Habits de fête pour ce petit garçon, dont on ne sait pas s’il a déjà subi ou va subir l’opération…

La Russie, les Russes et le russe

Visitant deux anciennes républiques soviétiques, devenues indépendantes à la chute de l’URSS en 1991, on ne peut évidemment ignorer l’impact de plus de six décennies de pouvoir communiste. Il y a des similitudes entre Kirghizistan et Ouzbékistan, notamment quant à la période tsariste

L’église orthodoxe de Karakol (Kirghizistan) – 1895
Un petit air de palais tsariste à Samarcande, aujourd’hui siège d’une banque chinoise

mais il y a surtout beaucoup de contrastes qui frappent dès l’arrivée dans l’un et l’autre pays.

Au Kirghizistan, tous les panneaux sont écrits en cyrillique, dans les deux langues officielles du pays, le russe et le kirghiz. Voir mon album photos sur la capitale Bichkek, une ville soviétique en Asie centrale. Les statues de Lénine ne sont pas rares dans le pays. Le passé russe, voire soviétique, ne semble pas poser de problème à ceux que nous avons rencontrée, dès lors que les identités/nationalités sont toutes respectées et admises. Ici on se présente d’abord comme Kirghiz, Ouzbek, Ouïgour, Indien, Chinois, Russe…

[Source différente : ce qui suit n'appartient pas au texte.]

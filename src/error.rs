// src/error.rs

use axum::{
    http::StatusCode,
    response::{IntoResponse, Response},
    Json,
};
use thiserror::Error;

use crate::api::types::ErrorResponse;

/// Failure of a single evidence provider. Always absorbed by the aggregator.
#[derive(Debug, Error)]
pub enum ProviderError {
    #[error("request timed out")]
    Timeout,
    #[error("network error: {0}")]
    Network(String),
    #[error("unexpected status {0}")]
    Status(u16),
    #[error("invalid response: {0}")]
    InvalidResponse(String),
    #[error("provider has no credential configured")]
    NotConfigured,
}

impl From<reqwest::Error> for ProviderError {
    fn from(err: reqwest::Error) -> Self {
        if err.is_timeout() {
            ProviderError::Timeout
        } else if err.is_decode() {
            ProviderError::InvalidResponse(err.to_string())
        } else {
            ProviderError::Network(err.to_string())
        }
    }
}

/// Failure talking to the text-generation backend. Always absorbed by the arbiter.
#[derive(Debug, Error)]
pub enum ModelError {
    #[error("model request timed out")]
    Timeout,
    #[error("model backend unreachable: {0}")]
    Connection(String),
    #[error("model backend returned status {0}")]
    Status(u16),
    #[error("malformed model output: {0}")]
    Malformed(String),
}

impl From<reqwest::Error> for ModelError {
    fn from(err: reqwest::Error) -> Self {
        if err.is_timeout() {
            ModelError::Timeout
        } else if err.is_decode() {
            ModelError::Malformed(err.to_string())
        } else {
            ModelError::Connection(err.to_string())
        }
    }
}

#[derive(Debug, Error)]
pub enum ConfigError {
    #[error("invalid value for {key}: {value}")]
    InvalidValue { key: &'static str, value: String },
}

/// The only error type that reaches callers of the pipeline.
#[derive(Debug, Error)]
pub enum VerifyError {
    #[error("{0}")]
    Validation(String),
    #[error("Internal Verification Error")]
    Internal,
}

impl IntoResponse for VerifyError {
    fn into_response(self) -> Response {
        let status = match self {
            VerifyError::Validation(_) => StatusCode::BAD_REQUEST,
            VerifyError::Internal => StatusCode::INTERNAL_SERVER_ERROR,
        };
        let body = ErrorResponse {
            error: self.to_string(),
        };
        (status, Json(body)).into_response()
    }
}
use super::{weights, RuleHit};

const EXCLAMATION_THRESHOLD: usize = 3;

pub fn check_sensational_punctuation(text: &str) -> Option<RuleHit> {
    let count = text.matches('!').count();
    if count < EXCLAMATION_THRESHOLD {
        return None;
    }

    Some(RuleHit::new(
        "punctuation",
        weights::SENSATIONAL_PUNCTUATION,
        format!("Excessive exclamation marks ({})", count),
    ))
}

#[cfg(test)]
mod tests {
    use super::*;

    #[test]
    fn test_three_exclamations_trigger() {
        let hit = check_sensational_punctuation("Wow! Really! No way!").unwrap();
        assert_eq!(hit.weight, -15);
        assert_eq!(hit.reason, "Excessive exclamation marks (3)");
    }

    #[test]
    fn test_two_exclamations_pass() {
        assert!(check_sensational_punctuation("Wow! Really!").is_none());
    }
}
// src/aggregator.rs

use futures::future::join_all;
use std::collections::HashSet;
use std::sync::Arc;
use std::time::Duration;
use tracing::{debug, info, warn};

use crate::cache::{fingerprint, EvidenceCache};
use crate::config::{MAX_EVIDENCE_ITEMS, PROVIDER_TIMEOUT};
use crate::providers::{EvidenceProvider, ProviderError};
use crate::types::{AggregatedEvidence, EvidenceItem};

/// Fans a query out to every configured provider and merges the results.
///
/// Each provider gets its own timeout. A provider that fails or times out
/// contributes nothing and never affects the others.
pub struct EvidenceAggregator {
    providers: Vec<Arc<dyn EvidenceProvider>>,
    cache: Arc<EvidenceCache>,
    provider_timeout: Duration,
}

impl EvidenceAggregator {
    pub fn new(providers: Vec<Arc<dyn EvidenceProvider>>, cache: Arc<EvidenceCache>) -> Self {
        Self {
            providers,
            cache,
            provider_timeout: PROVIDER_TIMEOUT,
        }
    }

    pub fn with_provider_timeout(mut self, timeout: Duration) -> Self {
        self.provider_timeout = timeout;
        self
    }

    pub fn cache(&self) -> &EvidenceCache {
        &self.cache
    }

    pub async fn aggregate(&self, query: &str) -> AggregatedEvidence {
        let key = fingerprint(query);

        if let Some(cached) = self.cache.get(&key) {
            debug!("Evidence cache hit for {:?}", key);
            return cached;
        }

        info!("Aggregating evidence from {} providers", self.providers.len());

        let searches = self
            .providers
            .iter()
            .filter(|provider| provider.is_configured())
            .map(|provider| self.search_one(provider.as_ref(), query));
        let results = join_all(searches).await;

        let evidence = merge(results, MAX_EVIDENCE_ITEMS);
        if evidence.is_empty() {
            warn!("No evidence found across all providers");
        } else {
            info!("Found {} evidence items", evidence.len());
        }

        self.cache.set(key, evidence.clone());
        evidence
    }

    async fn search_one(&self, provider: &dyn EvidenceProvider, query: &str) -> Vec<EvidenceItem> {
        let outcome = tokio::time::timeout(self.provider_timeout, provider.search(query))
            .await
            .unwrap_or(Err(ProviderError::Timeout));

        match outcome {
            Ok(items) => items,
            Err(e) => {
                warn!("Provider {} failed: {}", provider.provider_name(), e);
                Vec::new()
            }
        }
    }
}

/// Concatenate in provider order, drop exact duplicates, cap the length.
fn merge(results: Vec<Vec<EvidenceItem>>, cap: usize) -> AggregatedEvidence {
    let mut seen = HashSet::new();
    let items = results
        .into_iter()
        .flatten()
        .filter(|item| seen.insert(item.to_string()))
        .take(cap)
        .collect();

    AggregatedEvidence { items }
}
use async_trait::async_trait;
use quick_xml::events::Event;
use quick_xml::Reader;
use std::time::Duration;

use super::{http_client, EvidenceProvider, ProviderError};
use crate::config::ITEMS_PER_PROVIDER;
use crate::types::EvidenceItem;

const RSS_SEARCH_URL: &str = "https://news.google.com/rss/search";

/// Free broad-coverage feed. Needs no credential, so it is always attempted.
pub struct GoogleNewsProvider {
    client: reqwest::Client,
    base_url: String,
}

impl GoogleNewsProvider {
    pub fn new(timeout: Duration) -> Self {
        Self::with_base_url(RSS_SEARCH_URL, timeout)
    }

    pub fn with_base_url(base_url: &str, timeout: Duration) -> Self {
        Self {
            client: http_client(timeout),
            base_url: base_url.to_string(),
        }
    }
}

#[async_trait]
impl EvidenceProvider for GoogleNewsProvider {
    fn provider_name(&self) -> &str {
        "google_news"
    }

    async fn search(&self, query: &str) -> Result<Vec<EvidenceItem>, ProviderError> {
        let response = self
            .client
            .get(&self.base_url)
            .query(&[("q", query), ("hl", "en-US"), ("gl", "US"), ("ceid", "US:en")])
            .send()
            .await?;

        if !response.status().is_success() {
            return Err(ProviderError::Status(response.status().as_u16()));
        }

        let body = response.text().await?;
        parse_rss(&body, ITEMS_PER_PROVIDER)
    }
}

#[derive(Clone, Copy, PartialEq)]
enum Field {
    Title,
    Source,
    PubDate,
}

#[derive(Default)]
struct PartialItem {
    title: Option<String>,
    source: Option<String>,
    pub_date: Option<String>,
}

impl PartialItem {
    fn finish(self, fallback_date: &str) -> EvidenceItem {
        EvidenceItem::new(
            self.source.unwrap_or_else(|| "Google News".to_string()),
            self.pub_date.unwrap_or_else(|| fallback_date.to_string()),
            self.title.unwrap_or_else(|| "No Title".to_string()),
        )
    }

    fn set(&mut self, field: Field, text: String) {
        let slot = match field {
            Field::Title => &mut self.title,
            Field::Source => &mut self.source,
            Field::PubDate => &mut self.pub_date,
        };
        slot.get_or_insert_with(String::new).push_str(&text);
    }
}

/// Extract `rss/channel/item` entries. Elements outside an `<item>` are ignored.
pub fn parse_rss(xml: &str, limit: usize) -> Result<Vec<EvidenceItem>, ProviderError> {
    let mut reader = Reader::from_str(xml);
    reader.config_mut().trim_text(true);

    let fallback_date = chrono::Utc::now().to_rfc3339();
    let mut items = Vec::new();
    let mut current: Option<PartialItem> = None;
    let mut field: Option<Field> = None;

    loop {
        match reader.read_event() {
            Ok(Event::Start(e)) => match e.name().as_ref() {
                b"item" => current = Some(PartialItem::default()),
                b"title" => field = Some(Field::Title),
                b"source" => field = Some(Field::Source),
                b"pubDate" => field = Some(Field::PubDate),
                _ => field = None,
            },
            Ok(Event::Text(t)) => {
                if let (Some(item), Some(f)) = (current.as_mut(), field) {
                    let text = t
                        .unescape()
                        .map_err(|e| ProviderError::InvalidResponse(e.to_string()))?;
                    item.set(f, text.into_owned());
                }
            }
            Ok(Event::CData(c)) => {
                if let (Some(item), Some(f)) = (current.as_mut(), field) {
                    item.set(f, String::from_utf8_lossy(&c.into_inner()).into_owned());
                }
            }
            Ok(Event::End(e)) => {
                if e.name().as_ref() == b"item" {
                    if let Some(item) = current.take() {
                        items.push(item.finish(&fallback_date));
                        if items.len() >= limit {
                            break;
                        }
                    }
                }
                field = None;
            }
            Ok(Event::Eof) => break,
            Err(e) => return Err(ProviderError::InvalidResponse(e.to_string())),
            _ => {}
        }
    }

    Ok(items)
}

Le contraste avec l’Ouzbékistan est total : il y a bien, sur d’anciennes enseignes, et sur des panneaux officiels ou touristiques, des mentions ou des textes en langue russe, mais langue ouzbèke prédomine, même si dans plusieurs villes comme Samarcande, c’est le tadjik – proche du turc – qui est parlé majoritairement. Dans toutes les villes, les musées, les lieux historiques, visités, on n’a pas manqué d’incriminer d’abord la Russie tsariste, mais surtout la période soviétique, qui, selon nos interlocuteurs, ont pillé les richesses du passé, fait table rase des héritages si divers des empires révolus, parfois au sens propre du terme en détruisant citadelles, places fortes et mosquées.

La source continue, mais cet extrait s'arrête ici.